*** Opening of The records ***

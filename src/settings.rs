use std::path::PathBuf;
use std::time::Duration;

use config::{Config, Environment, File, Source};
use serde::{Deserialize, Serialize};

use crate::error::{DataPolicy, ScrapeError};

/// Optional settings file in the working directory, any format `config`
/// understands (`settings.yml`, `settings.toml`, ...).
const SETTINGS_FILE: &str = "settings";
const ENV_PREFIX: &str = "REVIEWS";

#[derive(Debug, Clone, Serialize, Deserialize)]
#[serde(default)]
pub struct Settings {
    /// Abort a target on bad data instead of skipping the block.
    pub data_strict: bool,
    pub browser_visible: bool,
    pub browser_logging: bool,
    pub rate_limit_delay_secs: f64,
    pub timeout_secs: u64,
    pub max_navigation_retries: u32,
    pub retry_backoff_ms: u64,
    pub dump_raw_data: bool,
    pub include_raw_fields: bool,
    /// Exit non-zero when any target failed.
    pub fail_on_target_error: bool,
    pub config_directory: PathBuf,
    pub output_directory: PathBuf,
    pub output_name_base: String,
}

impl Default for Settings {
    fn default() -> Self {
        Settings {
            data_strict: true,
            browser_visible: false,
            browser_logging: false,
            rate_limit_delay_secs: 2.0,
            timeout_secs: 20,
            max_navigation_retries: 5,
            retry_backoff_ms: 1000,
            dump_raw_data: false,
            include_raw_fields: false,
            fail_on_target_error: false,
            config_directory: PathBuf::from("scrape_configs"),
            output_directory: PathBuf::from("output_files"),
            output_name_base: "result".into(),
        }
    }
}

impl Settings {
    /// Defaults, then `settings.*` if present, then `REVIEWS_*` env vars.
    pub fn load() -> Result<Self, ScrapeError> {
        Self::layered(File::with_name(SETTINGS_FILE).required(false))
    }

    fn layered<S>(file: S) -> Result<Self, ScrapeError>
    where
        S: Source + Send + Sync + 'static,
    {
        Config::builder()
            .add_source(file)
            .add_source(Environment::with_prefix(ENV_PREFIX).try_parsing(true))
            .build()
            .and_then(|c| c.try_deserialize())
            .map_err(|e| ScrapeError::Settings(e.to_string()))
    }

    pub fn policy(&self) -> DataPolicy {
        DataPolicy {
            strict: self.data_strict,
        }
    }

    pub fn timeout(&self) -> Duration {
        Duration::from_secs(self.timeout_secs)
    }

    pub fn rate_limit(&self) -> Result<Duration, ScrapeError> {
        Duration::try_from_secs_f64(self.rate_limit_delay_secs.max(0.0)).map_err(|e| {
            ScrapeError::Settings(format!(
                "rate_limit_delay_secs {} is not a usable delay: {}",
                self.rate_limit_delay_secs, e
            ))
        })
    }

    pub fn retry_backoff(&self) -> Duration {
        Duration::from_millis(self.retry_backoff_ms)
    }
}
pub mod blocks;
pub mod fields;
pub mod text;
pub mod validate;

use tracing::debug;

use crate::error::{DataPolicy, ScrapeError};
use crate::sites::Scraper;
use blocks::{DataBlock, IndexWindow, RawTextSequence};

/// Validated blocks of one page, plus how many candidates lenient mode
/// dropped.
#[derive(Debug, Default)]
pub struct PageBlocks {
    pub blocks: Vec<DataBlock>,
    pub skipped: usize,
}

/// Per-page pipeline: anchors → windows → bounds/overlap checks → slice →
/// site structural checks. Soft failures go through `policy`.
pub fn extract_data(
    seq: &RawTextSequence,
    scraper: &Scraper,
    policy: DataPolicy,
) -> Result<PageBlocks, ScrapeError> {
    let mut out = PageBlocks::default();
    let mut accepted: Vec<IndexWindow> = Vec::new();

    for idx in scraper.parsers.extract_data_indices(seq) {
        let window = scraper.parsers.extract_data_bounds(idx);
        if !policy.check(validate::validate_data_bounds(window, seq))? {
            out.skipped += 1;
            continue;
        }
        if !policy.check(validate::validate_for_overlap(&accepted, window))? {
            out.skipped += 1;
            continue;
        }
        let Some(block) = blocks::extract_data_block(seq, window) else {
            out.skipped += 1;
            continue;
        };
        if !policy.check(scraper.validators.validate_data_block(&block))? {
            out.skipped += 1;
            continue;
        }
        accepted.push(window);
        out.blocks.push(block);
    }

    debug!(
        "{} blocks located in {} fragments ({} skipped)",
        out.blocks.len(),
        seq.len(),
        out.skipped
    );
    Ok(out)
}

*** Close of The records ***
*** Opening of The records ***

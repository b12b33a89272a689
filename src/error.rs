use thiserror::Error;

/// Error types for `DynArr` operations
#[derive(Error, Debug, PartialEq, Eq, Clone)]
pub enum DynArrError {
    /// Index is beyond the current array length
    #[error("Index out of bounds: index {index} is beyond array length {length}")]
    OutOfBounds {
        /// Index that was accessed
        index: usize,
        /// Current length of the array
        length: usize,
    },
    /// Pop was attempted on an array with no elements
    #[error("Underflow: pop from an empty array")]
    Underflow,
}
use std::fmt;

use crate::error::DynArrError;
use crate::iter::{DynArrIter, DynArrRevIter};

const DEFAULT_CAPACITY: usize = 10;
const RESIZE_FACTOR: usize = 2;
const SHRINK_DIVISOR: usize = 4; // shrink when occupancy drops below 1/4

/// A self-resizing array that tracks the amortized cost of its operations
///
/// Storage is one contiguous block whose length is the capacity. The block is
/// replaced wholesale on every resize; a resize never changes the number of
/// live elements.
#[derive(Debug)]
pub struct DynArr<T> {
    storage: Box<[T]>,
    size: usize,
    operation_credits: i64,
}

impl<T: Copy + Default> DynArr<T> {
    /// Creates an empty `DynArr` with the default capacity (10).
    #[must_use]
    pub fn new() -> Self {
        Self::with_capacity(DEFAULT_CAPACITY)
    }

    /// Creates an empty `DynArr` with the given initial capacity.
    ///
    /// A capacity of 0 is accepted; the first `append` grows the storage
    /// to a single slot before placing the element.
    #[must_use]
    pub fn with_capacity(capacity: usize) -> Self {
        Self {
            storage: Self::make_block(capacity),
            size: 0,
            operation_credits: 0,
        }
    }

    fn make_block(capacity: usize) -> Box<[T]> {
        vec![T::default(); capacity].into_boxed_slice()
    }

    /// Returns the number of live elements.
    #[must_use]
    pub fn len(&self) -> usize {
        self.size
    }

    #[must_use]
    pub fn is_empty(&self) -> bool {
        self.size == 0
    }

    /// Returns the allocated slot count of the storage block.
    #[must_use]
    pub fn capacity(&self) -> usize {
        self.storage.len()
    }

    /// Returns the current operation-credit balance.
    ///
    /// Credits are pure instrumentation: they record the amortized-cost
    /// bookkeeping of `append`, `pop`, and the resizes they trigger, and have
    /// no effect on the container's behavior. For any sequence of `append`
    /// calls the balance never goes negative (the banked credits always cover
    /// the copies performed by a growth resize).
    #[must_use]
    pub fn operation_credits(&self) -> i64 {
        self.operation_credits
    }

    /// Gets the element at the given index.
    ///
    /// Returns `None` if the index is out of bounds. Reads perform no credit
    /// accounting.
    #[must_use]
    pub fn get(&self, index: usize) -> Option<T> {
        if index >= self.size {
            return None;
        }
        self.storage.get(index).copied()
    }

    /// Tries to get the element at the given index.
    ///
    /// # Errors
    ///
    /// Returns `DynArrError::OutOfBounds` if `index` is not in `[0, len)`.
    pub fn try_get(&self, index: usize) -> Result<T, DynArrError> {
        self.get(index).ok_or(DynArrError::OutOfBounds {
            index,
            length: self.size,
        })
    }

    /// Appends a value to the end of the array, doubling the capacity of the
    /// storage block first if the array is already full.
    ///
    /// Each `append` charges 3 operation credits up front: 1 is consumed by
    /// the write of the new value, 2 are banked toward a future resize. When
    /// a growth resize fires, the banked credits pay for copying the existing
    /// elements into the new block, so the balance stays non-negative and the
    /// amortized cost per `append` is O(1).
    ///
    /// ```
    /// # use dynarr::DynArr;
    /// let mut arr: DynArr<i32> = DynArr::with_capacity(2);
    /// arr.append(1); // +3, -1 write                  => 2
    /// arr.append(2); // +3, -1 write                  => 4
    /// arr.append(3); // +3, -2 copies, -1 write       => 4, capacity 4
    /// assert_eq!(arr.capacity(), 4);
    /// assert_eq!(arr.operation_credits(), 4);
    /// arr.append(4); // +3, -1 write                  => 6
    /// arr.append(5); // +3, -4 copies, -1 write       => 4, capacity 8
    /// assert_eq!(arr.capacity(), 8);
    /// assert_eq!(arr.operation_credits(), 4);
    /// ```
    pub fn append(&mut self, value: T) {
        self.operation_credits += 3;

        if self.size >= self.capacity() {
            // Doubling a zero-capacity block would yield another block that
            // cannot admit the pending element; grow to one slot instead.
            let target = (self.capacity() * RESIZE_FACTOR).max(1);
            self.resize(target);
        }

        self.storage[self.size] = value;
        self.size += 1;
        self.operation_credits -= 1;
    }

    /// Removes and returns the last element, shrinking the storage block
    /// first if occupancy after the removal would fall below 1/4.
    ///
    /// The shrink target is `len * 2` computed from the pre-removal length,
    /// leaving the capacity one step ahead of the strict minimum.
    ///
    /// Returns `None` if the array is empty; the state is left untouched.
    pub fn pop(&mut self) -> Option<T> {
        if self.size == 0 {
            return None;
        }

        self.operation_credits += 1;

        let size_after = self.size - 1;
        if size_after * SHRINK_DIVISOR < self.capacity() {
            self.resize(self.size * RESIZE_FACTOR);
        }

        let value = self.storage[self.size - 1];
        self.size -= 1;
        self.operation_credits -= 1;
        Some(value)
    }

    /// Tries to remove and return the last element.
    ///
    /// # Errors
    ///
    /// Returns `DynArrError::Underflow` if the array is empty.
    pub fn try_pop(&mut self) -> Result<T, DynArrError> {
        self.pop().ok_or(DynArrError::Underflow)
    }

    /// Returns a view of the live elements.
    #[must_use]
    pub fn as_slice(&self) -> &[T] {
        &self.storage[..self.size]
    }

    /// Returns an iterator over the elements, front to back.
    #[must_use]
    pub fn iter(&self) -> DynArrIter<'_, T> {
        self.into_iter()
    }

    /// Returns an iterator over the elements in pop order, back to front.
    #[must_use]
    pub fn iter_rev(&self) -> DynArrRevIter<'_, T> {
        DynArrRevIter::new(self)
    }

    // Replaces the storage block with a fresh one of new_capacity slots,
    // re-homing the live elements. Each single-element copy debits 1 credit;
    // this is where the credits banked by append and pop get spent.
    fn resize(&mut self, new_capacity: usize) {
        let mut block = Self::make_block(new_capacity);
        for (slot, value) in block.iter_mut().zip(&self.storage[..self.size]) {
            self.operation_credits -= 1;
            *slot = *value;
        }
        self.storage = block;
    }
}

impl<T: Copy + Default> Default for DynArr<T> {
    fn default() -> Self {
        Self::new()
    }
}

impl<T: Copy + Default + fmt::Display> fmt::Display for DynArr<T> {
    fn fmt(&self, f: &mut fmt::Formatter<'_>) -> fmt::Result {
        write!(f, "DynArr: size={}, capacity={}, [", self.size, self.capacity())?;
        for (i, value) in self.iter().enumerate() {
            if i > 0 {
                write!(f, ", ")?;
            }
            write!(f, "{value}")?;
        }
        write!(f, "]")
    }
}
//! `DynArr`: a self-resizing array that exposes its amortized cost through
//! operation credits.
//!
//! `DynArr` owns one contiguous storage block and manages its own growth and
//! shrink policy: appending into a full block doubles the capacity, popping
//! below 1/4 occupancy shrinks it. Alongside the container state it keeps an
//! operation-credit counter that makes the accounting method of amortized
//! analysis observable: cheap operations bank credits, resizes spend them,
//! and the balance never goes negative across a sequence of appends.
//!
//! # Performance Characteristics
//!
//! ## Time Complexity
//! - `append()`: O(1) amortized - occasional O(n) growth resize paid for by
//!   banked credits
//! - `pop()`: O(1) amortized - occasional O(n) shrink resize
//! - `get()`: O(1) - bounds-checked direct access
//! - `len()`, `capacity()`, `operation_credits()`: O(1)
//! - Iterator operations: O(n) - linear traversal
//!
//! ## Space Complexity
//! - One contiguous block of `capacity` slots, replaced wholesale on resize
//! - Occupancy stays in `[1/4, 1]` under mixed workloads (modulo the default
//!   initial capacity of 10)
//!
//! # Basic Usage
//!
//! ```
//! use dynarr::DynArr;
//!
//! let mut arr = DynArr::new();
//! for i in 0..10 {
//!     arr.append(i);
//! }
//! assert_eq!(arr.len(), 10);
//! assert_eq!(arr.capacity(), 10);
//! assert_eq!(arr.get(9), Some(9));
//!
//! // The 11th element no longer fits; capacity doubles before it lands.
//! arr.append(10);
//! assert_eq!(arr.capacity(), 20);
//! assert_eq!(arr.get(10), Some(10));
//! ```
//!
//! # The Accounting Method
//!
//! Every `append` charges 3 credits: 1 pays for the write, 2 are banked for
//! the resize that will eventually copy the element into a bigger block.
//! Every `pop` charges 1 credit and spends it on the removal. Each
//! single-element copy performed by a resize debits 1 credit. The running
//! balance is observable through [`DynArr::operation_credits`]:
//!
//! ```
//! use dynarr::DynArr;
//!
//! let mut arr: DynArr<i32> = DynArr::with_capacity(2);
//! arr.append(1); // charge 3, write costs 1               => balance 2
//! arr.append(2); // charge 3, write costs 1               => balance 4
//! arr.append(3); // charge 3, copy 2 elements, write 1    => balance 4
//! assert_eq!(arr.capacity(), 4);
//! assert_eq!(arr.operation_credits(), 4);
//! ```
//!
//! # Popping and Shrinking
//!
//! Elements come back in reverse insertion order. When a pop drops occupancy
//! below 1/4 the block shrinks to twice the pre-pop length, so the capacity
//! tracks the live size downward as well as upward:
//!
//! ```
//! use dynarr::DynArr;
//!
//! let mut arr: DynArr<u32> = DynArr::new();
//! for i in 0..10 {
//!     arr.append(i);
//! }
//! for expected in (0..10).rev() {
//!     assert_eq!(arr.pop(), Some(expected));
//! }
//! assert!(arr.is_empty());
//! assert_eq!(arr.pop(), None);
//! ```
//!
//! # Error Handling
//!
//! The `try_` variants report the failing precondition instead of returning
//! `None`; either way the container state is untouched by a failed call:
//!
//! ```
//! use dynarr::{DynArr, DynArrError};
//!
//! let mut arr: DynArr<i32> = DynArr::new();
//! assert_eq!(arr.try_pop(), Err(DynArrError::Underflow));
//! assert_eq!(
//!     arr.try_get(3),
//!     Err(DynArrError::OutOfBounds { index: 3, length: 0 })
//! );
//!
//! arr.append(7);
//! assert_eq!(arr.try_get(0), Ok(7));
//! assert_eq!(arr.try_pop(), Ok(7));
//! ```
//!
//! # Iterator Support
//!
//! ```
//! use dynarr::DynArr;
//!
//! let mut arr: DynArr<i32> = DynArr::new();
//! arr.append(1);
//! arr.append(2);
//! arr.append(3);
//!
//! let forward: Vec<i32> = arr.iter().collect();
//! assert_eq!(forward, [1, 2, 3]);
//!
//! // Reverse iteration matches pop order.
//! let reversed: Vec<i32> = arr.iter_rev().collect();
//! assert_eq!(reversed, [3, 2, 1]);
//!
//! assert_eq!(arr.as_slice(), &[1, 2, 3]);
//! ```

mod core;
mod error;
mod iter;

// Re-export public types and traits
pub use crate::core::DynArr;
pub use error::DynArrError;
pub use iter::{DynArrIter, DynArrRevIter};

*** Close of The records ***
*** Opening of The records ***

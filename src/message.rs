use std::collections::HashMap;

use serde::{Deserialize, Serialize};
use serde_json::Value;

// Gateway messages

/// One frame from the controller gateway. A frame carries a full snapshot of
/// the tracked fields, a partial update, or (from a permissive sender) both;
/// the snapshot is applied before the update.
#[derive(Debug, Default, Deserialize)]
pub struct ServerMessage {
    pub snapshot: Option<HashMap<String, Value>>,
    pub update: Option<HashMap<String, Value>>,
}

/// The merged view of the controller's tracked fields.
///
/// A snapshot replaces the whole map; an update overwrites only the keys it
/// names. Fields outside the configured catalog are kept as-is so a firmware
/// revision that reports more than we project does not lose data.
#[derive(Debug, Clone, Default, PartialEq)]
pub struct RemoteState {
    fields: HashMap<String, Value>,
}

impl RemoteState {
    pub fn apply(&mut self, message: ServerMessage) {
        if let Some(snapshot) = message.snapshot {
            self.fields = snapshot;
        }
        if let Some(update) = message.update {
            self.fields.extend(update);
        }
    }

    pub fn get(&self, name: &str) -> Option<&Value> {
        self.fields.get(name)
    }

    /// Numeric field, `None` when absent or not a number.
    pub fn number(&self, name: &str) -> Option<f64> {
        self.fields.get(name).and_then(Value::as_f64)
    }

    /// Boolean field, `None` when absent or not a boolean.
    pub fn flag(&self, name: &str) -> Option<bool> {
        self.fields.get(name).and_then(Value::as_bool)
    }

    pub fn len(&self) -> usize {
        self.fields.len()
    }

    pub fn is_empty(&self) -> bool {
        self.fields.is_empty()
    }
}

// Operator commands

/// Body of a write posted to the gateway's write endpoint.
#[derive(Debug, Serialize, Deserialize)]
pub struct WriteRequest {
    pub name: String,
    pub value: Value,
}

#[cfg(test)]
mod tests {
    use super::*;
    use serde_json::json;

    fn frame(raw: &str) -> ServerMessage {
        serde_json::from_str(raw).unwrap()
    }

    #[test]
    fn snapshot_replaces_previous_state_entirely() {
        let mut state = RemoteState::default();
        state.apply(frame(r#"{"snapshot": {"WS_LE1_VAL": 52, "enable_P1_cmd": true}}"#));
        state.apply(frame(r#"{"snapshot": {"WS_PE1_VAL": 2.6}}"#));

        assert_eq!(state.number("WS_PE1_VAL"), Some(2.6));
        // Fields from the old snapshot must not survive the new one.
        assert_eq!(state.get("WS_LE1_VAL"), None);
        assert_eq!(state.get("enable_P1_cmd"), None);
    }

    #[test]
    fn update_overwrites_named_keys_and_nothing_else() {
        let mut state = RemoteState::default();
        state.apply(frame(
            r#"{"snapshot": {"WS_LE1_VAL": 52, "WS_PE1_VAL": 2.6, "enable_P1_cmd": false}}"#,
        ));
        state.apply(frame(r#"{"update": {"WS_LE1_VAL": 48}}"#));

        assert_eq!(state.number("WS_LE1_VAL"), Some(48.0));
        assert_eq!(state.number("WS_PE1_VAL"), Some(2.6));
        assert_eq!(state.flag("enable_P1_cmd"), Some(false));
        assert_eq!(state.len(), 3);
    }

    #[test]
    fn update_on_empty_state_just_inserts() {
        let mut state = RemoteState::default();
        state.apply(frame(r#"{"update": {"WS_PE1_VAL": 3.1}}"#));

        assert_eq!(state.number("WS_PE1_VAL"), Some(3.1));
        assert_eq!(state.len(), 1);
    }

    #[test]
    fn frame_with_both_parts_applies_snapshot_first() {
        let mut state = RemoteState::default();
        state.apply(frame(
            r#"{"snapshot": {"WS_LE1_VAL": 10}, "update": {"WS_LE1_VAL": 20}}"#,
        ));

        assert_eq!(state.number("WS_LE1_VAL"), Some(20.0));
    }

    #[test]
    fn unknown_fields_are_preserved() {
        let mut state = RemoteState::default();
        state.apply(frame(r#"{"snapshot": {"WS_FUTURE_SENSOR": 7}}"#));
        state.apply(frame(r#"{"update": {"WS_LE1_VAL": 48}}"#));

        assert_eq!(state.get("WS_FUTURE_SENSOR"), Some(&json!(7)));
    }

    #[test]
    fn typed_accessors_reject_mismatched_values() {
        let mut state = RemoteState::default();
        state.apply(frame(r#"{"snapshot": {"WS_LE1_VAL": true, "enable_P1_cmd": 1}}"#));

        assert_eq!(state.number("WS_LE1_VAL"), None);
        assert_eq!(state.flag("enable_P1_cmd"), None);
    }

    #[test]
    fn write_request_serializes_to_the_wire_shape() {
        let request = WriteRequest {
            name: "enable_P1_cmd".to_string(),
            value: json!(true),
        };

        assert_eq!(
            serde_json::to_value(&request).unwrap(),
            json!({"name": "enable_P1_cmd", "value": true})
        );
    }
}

*** Close of The records ***

- Exercise objective
Each line above that includes the word "push" is to be copied.

- Solution to the exercise
        accepted.push(window);
        out.blocks.push(block);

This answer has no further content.